━━━━━ Dataset entries

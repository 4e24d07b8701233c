//! Single-node membership backend.
//!
//! Reserves the gossip bind address and reports only the local node: its
//! join when the service starts and its leave when it stops. It carries no
//! gossip protocol, so other nodes are never discovered.

use std::sync::atomic::{AtomicBool, Ordering};
use std::sync::Mutex;

use tokio::net::UdpSocket;
use tokio::sync::mpsc;
use uuid::Uuid;

use crate::lifecycle::{ShutdownSignal, ShutdownTrigger};
use crate::membership::coalesce::MemberCoalescer;
use crate::membership::{
    Event, Member, MemberEvent, MemberEventType, MemberStatus, MembershipError,
    MembershipProvider, MembershipService, ServiceConfig,
};

/// Creates [`StandaloneService`] instances.
#[derive(Debug, Clone, Copy, Default)]
pub struct StandaloneProvider;

impl MembershipProvider for StandaloneProvider {
    type Service = StandaloneService;

    async fn create(&self, config: ServiceConfig) -> Result<StandaloneService, MembershipError> {
        StandaloneService::start(config).await
    }
}

pub struct StandaloneService {
    local: Mutex<Member>,
    _socket: UdpSocket,
    event_tx: mpsc::Sender<Event>,
    coalescer: MemberCoalescer,
    leaving: AtomicBool,
    shutdown: ShutdownTrigger,
}

impl StandaloneService {
    async fn start(config: ServiceConfig) -> Result<Self, MembershipError> {
        let socket = UdpSocket::bind(config.bind)
            .await
            .map_err(|source| MembershipError::Bind {
                addr: config.bind,
                source,
            })?;
        let local_addr = socket.local_addr()?;

        let name = if config.node_name.is_empty() {
            format!("node-{}", Uuid::new_v4())
        } else {
            config.node_name
        };

        tracing::debug!(
            preset = ?config.preset,
            member_coalesce = ?config.member_coalesce.period,
            user_coalesce = ?config.user_coalesce.period,
            reconnect_timeout = ?config.reconnect_timeout,
            "Membership tuning"
        );

        let local = Member {
            name,
            addr: local_addr.ip(),
            port: local_addr.port(),
            tags: config.tags,
            status: MemberStatus::Alive,
        };

        let shutdown = ShutdownTrigger::new();
        let coalescer = MemberCoalescer::spawn(
            config.member_coalesce,
            config.event_tx.clone(),
            shutdown.subscribe(),
        );

        coalescer
            .send(MemberEvent {
                event_type: MemberEventType::Join,
                members: vec![local.clone()],
            })
            .await;

        tracing::info!(
            node = %local.name,
            address = %local_addr,
            "Standalone membership started"
        );

        Ok(Self {
            local: Mutex::new(local),
            _socket: socket,
            event_tx: config.event_tx,
            coalescer,
            leaving: AtomicBool::new(false),
            shutdown,
        })
    }

    /// Name the local node is known by.
    pub fn local_name(&self) -> String {
        self.local.lock().expect("local member mutex poisoned").name.clone()
    }

    fn set_status(&self, status: MemberStatus) -> Member {
        let mut local = self.local.lock().expect("local member mutex poisoned");
        local.status = status;
        local.clone()
    }
}

impl MembershipService for StandaloneService {
    fn shutdown_signal(&self) -> ShutdownSignal {
        self.shutdown.subscribe()
    }

    async fn leave(&self) -> Result<(), MembershipError> {
        if self.leaving.swap(true, Ordering::SeqCst) {
            return Ok(());
        }

        tracing::info!("Leaving cluster");
        let member = self.set_status(MemberStatus::Left);

        // Leave notifications skip coalescing; a full channel drops it.
        let event = Event::Member(MemberEvent {
            event_type: MemberEventType::Leave,
            members: vec![member],
        });
        if let Err(e) = self.event_tx.try_send(event) {
            tracing::debug!(error = %e, "Leave event not delivered");
        }

        self.coalescer.abort();
        self.shutdown.trigger();
        Ok(())
    }

    fn members(&self) -> Vec<Member> {
        vec![self.local.lock().expect("local member mutex poisoned").clone()]
    }
}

━━━━━━━━━━

Within the data above, the lines from the one with "if self.leaving.swap(true, Ordering::SeqCst)" to the one with "channel drops it." must be repeated exactly; no other line belongs in the answer.

        if self.leaving.swap(true, Ordering::SeqCst) {
            return Ok(());
        }

        tracing::info!("Leaving cluster");
        let member = self.set_status(MemberStatus::Left);

        // Leave notifications skip coalescing; a full channel drops it.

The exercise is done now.